Howard University's College of Medicine is hoping that an amendment introduced during a D.C. Council meeting Tuesday can help save their program from a deal that sought to exclude them from practicing at what would be the city's newest hospital.
Back in August, the city entered an agreement with Universal Health Services, the company that operates George Washington University Hospital, to create a new hospital on the St. Elizabeths East Campus in Ward 8.
The facility would the first new hospital to open in D.C. in nearly 20 years, according to WTOP.
Under the original agreement, George Washington University Hospital requested an expansion of its Foggy Bottom campus, The Washington Post reported.
The D.C. Council was scheduled to vote Tuesday on legislation that would have exempted the expansion project from a review process typically required of medical facilities, and expedited the opening of the new hospital in Ward 8, a neighborhood that has been without adequate health facilities for many years.
The deal would have also excluded physicians and medical students from other institutions from seeing patients at the new hospital — a move that could hamper Howard University's ability to train its students and threaten the viability of its program.
In the days leading up to the vote, the hashtag #HowardMedicineMatters spread across Twitter as students called for supporters to make sure Mayor Muriel Bowser and the D.C. Council heard their call for help.
For years, Howard University Hospital has served as the primary training site for Howard's medical students and residents. Patients from Wards 7 and 8 make up 35 percent of the hospital's patient volume.
While Dr. Hugh Mighty, the dean of Howard's College of Medicine, agrees that Ward 8 "needs and deserves" a hospital, he says the city's deal could result in his school losing accreditation.
For a medical school to maintain its accreditations with the Liaison Committee on Medical Education and Accreditation Council for Graduate Medical Education, the hospitals in which students train must maintain a certain patient volume. The opening of a new hospital in Ward 8 would cause the patient volume at Howard University Hospital to drop by 35 percent or more, Mighty said.
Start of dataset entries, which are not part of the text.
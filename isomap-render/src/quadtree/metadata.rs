//! The persistent description of a quadtree and the settings derived from it.

use std::{
    collections::HashSet,
    fmt::{self, Display},
    str::{FromStr, from_utf8},
};

use anyhow::{Context, Result, bail};
use isomap_core::{NorthDirection, RegionPos};
use log::debug;
use serde::{Deserialize, Serialize};

use crate::{RenderError, poi::PointOfInterest, tile_store::TileStore};

/// Name of the metadata document stored in the root of every quadtree.
pub const METADATA_FILE_NAME: &str = "isomap.json";
/// Layout version of the metadata document.
pub const METADATA_VERSION: u32 = 1;

pub const DEFAULT_IMAGE_QUALITY: u8 = 95;
pub const DEFAULT_BACKGROUND_COLOR: BackgroundColor = BackgroundColor([0x1a, 0x1a, 0x1a, 0]);

/// Encoding of the tile images.
#[derive(Clone, Copy, Debug, Default, PartialEq, Eq, Hash, Serialize, Deserialize)]
#[serde(rename_all = "lowercase")]
pub enum ImageFormat {
    /// lossless, keeps transparency
    #[default]
    Png,
    /// lossy, honours the image quality
    Jpg,
}

impl ImageFormat {
    /// File extension used for images of this format.
    #[must_use]
    pub fn extension(self) -> &'static str {
        match self {
            Self::Png => "png",
            Self::Jpg => "jpg",
        }
    }
}

impl Display for ImageFormat {
    fn fmt(&self, formatter: &mut fmt::Formatter<'_>) -> fmt::Result {
        formatter.write_str(self.extension())
    }
}

impl FromStr for ImageFormat {
    type Err = anyhow::Error;

    fn from_str(text: &str) -> Result<Self> {
        match text.to_ascii_lowercase().as_str() {
            "png" => Ok(Self::Png),
            "jpg" | "jpeg" => Ok(Self::Jpg),
            _ => bail!("unsupported image format '{text}' (expected png or jpg)"),
        }
    }
}

/// An RGBA color written as `#rrggbb` or `#rrggbbaa`.
#[derive(Clone, Copy, Debug, PartialEq, Eq, Serialize, Deserialize)]
#[serde(try_from = "String", into = "String")]
pub struct BackgroundColor(pub [u8; 4]);

impl FromStr for BackgroundColor {
    type Err = anyhow::Error;

    fn from_str(text: &str) -> Result<Self> {
        let Some(hex) = text.strip_prefix('#') else {
            bail!("color '{text}' must start with '#'");
        };
        if !matches!(hex.len(), 6 | 8) || !hex.is_ascii() {
            bail!("color '{text}' must have the form #rrggbb or #rrggbbaa");
        }
        let mut rgba = [0, 0, 0, 0xff];
        for (channel, pair) in rgba.iter_mut().zip(hex.as_bytes().chunks_exact(2)) {
            let pair = from_utf8(pair)?;
            *channel = u8::from_str_radix(pair, 16)
                .with_context(|| format!("invalid color component in '{text}'"))?;
        }
        Ok(Self(rgba))
    }
}

impl TryFrom<String> for BackgroundColor {
    type Error = anyhow::Error;

    fn try_from(value: String) -> Result<Self> {
        value.parse()
    }
}

impl From<BackgroundColor> for String {
    fn from(value: BackgroundColor) -> Self {
        value.to_string()
    }
}

impl Display for BackgroundColor {
    fn fmt(&self, formatter: &mut fmt::Formatter<'_>) -> fmt::Result {
        let [red, green, blue, alpha] = self.0;
        write!(formatter, "#{red:02x}{green:02x}{blue:02x}{alpha:02x}")
    }
}

/// The document persisted next to the tiles of a quadtree.
///
/// Every field has a default so that documents written by older versions stay readable.
#[derive(Clone, Debug, PartialEq, Serialize, Deserialize)]
#[serde(default)]
pub struct QuadtreeMetadata {
    pub version: u32,
    /// depth of the tiles currently on disk; `None` before the first render
    pub depth: Option<u32>,
    pub image_format: ImageFormat,
    pub image_quality: u8,
    pub background_color: BackgroundColor,
    pub north_direction: NorthDirection,
    pub points_of_interest: Vec<PointOfInterest>,
}

impl Default for QuadtreeMetadata {
    fn default() -> Self {
        Self {
            version: METADATA_VERSION,
            depth: None,
            image_format: ImageFormat::default(),
            image_quality: DEFAULT_IMAGE_QUALITY,
            background_color: DEFAULT_BACKGROUND_COLOR,
            north_direction: NorthDirection::default(),
            points_of_interest: Vec::new(),
        }
    }
}

impl QuadtreeMetadata {
    /// Reads the metadata document of a quadtree. Returns `None` if there is none yet.
    ///
    /// # Errors
    ///
    /// Fails if the document exists but can't be read or parsed.
    pub fn load(store: &dyn TileStore) -> Result<Option<Self>> {
        let Some(content) = store.load_document(METADATA_FILE_NAME)? else {
            debug!("no {METADATA_FILE_NAME} found; starting a new map");
            return Ok(None);
        };
        let metadata: Self = serde_json::from_slice(&content)
            .with_context(|| format!("parsing {METADATA_FILE_NAME}"))?;
        if metadata.version > METADATA_VERSION {
            bail!(
                "{METADATA_FILE_NAME} has version {} which is newer than the supported version {METADATA_VERSION}",
                metadata.version
            );
        }
        Ok(Some(metadata))
    }

    /// Atomically replaces the metadata document of a quadtree.
    ///
    /// # Errors
    ///
    /// Fails if the document can't be written. The previous version stays in place in that case.
    pub fn save(&self, store: &dyn TileStore) -> Result<()> {
        let content = serde_json::to_vec_pretty(self)?;
        store.store_document(METADATA_FILE_NAME, &content)
    }
}

/// Explicit settings for a quadtree which take precedence over the stored metadata.
#[derive(Clone, Debug, Default)]
pub struct QuadtreeOptions {
    /// fixed depth instead of the minimal depth holding the whole map
    pub depth: Option<u32>,
    pub image_format: Option<ImageFormat>,
    pub image_quality: Option<u8>,
    pub background_color: Option<BackgroundColor>,
    /// renders every tile regardless of its age
    pub force_render: bool,
    /// only changes within these regions trigger a re-render
    pub region_list: Option<HashSet<RegionPos>>,
    /// optimisation level passed to the image optimizer; 0 disables it
    pub optimize_level: u8,
}

/// The effective image settings of a quadtree.
#[derive(Clone, Copy, Debug, PartialEq, Eq)]
pub struct ImageSettings {
    pub format: ImageFormat,
    pub quality: u8,
    pub background: BackgroundColor,
}

impl ImageSettings {
    /// Merges defaults, the stored metadata and the explicit options, in ascending precedence.
    ///
    /// # Errors
    ///
    /// Fails if the resulting image quality is out of range.
    pub fn resolve(stored: Option<&QuadtreeMetadata>, options: &QuadtreeOptions) -> Result<Self> {
        let defaults = QuadtreeMetadata::default();
        let base = stored.unwrap_or(&defaults);
        let settings = Self {
            format: options.image_format.unwrap_or(base.image_format),
            quality: options.image_quality.unwrap_or(base.image_quality),
            background: options.background_color.unwrap_or(base.background_color),
        };
        if settings.quality > 100 {
            bail!("image quality {} is out of range 0..=100", settings.quality);
        }
        Ok(settings)
    }
}

/// Fails if tiles on disk were rendered for a different north direction, unless rendering is
/// forced anyway.
///
/// # Errors
///
/// Returns [`RenderError::NorthDirectionConflict`] for a conflicting, non-forced render.
pub fn check_north_direction(
    stored: Option<&QuadtreeMetadata>,
    requested: NorthDirection,
    force: bool,
) -> Result<()> {
    let Some(stored) = stored else {
        return Ok(());
    };
    // an empty tree has nothing to conflict with
    if stored.depth.is_none() || stored.north_direction == requested || force {
        return Ok(());
    }
    bail!(RenderError::NorthDirectionConflict {
        stored: stored.north_direction,
        requested,
    });
}

#[cfg(test)]
mod tests {

    use super::*;
    use crate::tile_store::MemoryTileStore;

    #[test]
    fn parse_colors() {
        assert_eq!(
            BackgroundColor([0x1a, 0x2b, 0x3c, 0xff]),
            "#1a2b3c".parse().unwrap()
        );
        assert_eq!(
            BackgroundColor([0x1a, 0x1a, 0x1a, 0]),
            "#1A1A1A00".parse().unwrap()
        );
        for invalid in ["1a2b3c", "#1a2b3", "#1a2b3c4d5e", "#gggggg", "#äöü"] {
            assert!(invalid.parse::<BackgroundColor>().is_err(), "{invalid}");
        }
        assert_eq!("#1a1a1a00", DEFAULT_BACKGROUND_COLOR.to_string());
    }

    #[test]
    fn parse_formats() {
        assert_eq!(ImageFormat::Png, "png".parse().unwrap());
        assert_eq!(ImageFormat::Jpg, "JPEG".parse().unwrap());
        assert!("gif".parse::<ImageFormat>().is_err());
    }

    #[test]
    fn document_round_trip() {
        let store = MemoryTileStore::new();
        assert_eq!(None, QuadtreeMetadata::load(&store).unwrap());

        let metadata = QuadtreeMetadata {
            depth: Some(5),
            image_format: ImageFormat::Jpg,
            north_direction: NorthDirection::UpperRight,
            ..QuadtreeMetadata::default()
        };
        metadata.save(&store).unwrap();
        assert_eq!(Some(metadata), QuadtreeMetadata::load(&store).unwrap());
    }

    #[test]
    fn missing_fields_take_defaults() {
        let store = MemoryTileStore::new();
        store
            .store_document(METADATA_FILE_NAME, br#"{"depth": 3, "image_quality": 80}"#)
            .unwrap();
        let metadata = QuadtreeMetadata::load(&store).unwrap().unwrap();
        assert_eq!(Some(3), metadata.depth);
        assert_eq!(80, metadata.image_quality);
        assert_eq!(ImageFormat::Png, metadata.image_format);
        assert_eq!(DEFAULT_BACKGROUND_COLOR, metadata.background_color);
    }

    #[test]
    fn settings_precedence() {
        let options = QuadtreeOptions::default();
        assert_eq!(
            ImageSettings {
                format: ImageFormat::Png,
                quality: DEFAULT_IMAGE_QUALITY,
                background: DEFAULT_BACKGROUND_COLOR,
            },
            ImageSettings::resolve(None, &options).unwrap()
        );

        let stored = QuadtreeMetadata {
            image_format: ImageFormat::Jpg,
            image_quality: 70,
            ..QuadtreeMetadata::default()
        };
        let resolved = ImageSettings::resolve(Some(&stored), &options).unwrap();
        assert_eq!((ImageFormat::Jpg, 70), (resolved.format, resolved.quality));

        let options = QuadtreeOptions {
            image_quality: Some(50),
            ..QuadtreeOptions::default()
        };
        let resolved = ImageSettings::resolve(Some(&stored), &options).unwrap();
        assert_eq!((ImageFormat::Jpg, 50), (resolved.format, resolved.quality));

        let options = QuadtreeOptions {
            image_quality: Some(101),
            ..QuadtreeOptions::default()
        };
        assert!(ImageSettings::resolve(None, &options).is_err());
    }

    #[test]
    fn north_direction_conflicts() {
        let stored = QuadtreeMetadata {
            depth: Some(2),
            north_direction: NorthDirection::UpperLeft,
            ..QuadtreeMetadata::default()
        };
        let requested = NorthDirection::LowerLeft;
        let error = check_north_direction(Some(&stored), requested, false).unwrap_err();
        assert!(matches!(
            error.downcast_ref::<RenderError>(),
            Some(RenderError::NorthDirectionConflict { .. })
        ));
        check_north_direction(Some(&stored), requested, true).unwrap();
        check_north_direction(None, requested, false).unwrap();
        check_north_direction(Some(&stored), NorthDirection::UpperLeft, false).unwrap();
    }
}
"If we don't have access to that new hospital, we cannot, therefore, maintain the volumes that we need to maintain our accreditation," Mighty said.
Mighty said the plan would also threaten an important pipeline for minority physicians.
Howard University's College of Medicine trains more minority medical students annually than many of the area's medical schools combined, Mighty added.
"Howard accepted 84 medical students into this year's incoming class who were black. George Washington accepted 15. They have a larger class, they accepted much fewer," Mighty said.
If the deal goes through, the effects on Howard's College of Medicine will not be seen immediately.
"It will take a couple years to build that hospital, so it's not going to be instantaneous. The contracting and the rules that are being set in place now, they have an immediate effect even though their impact will not be felt until the hospital opens," Mighty said.
As Howard students dressed in white coats filled the council's chamber Tuesday, a number of amendments were introduced, including one introduced by Councilmember Trayon White that would insure Howard has a seat at the table.
"The D.C. Council should vote yes on Councilmember White's amendment which is based on amendments Howard offered weeks ago," Howard University President Wayne A.I. Frederick said in a statement.
Kimberly Russo, the CEO and managing director at George Washington University Hospital, said physicians and students from Howard would have the ability to train at the new hospital, but they would have to be credentialed to join the George Washington University Hospital medical staff.
"We have been open with Howard about our willingness to discuss a range of partnership opportunities to help support their medical students and residents," Russo said.
A spokeswoman from Howard University says the school needs "something in writing."
George Washington University Hospital said their conversation with Howard is ongoing.
Philise Williams, a fourth year medical student at Howard, hopes her dream of becoming a physician is not jeopardized by the plan.
"Every black physician that you see went to Howard, or was mentored by someone who went to Howard, or was first seen by a physician who graduated from Howard," Williams said. "Everyone is touched by a Howard alum in some way."
The D.C. Council is scheduled to vote on the amended bill later this month.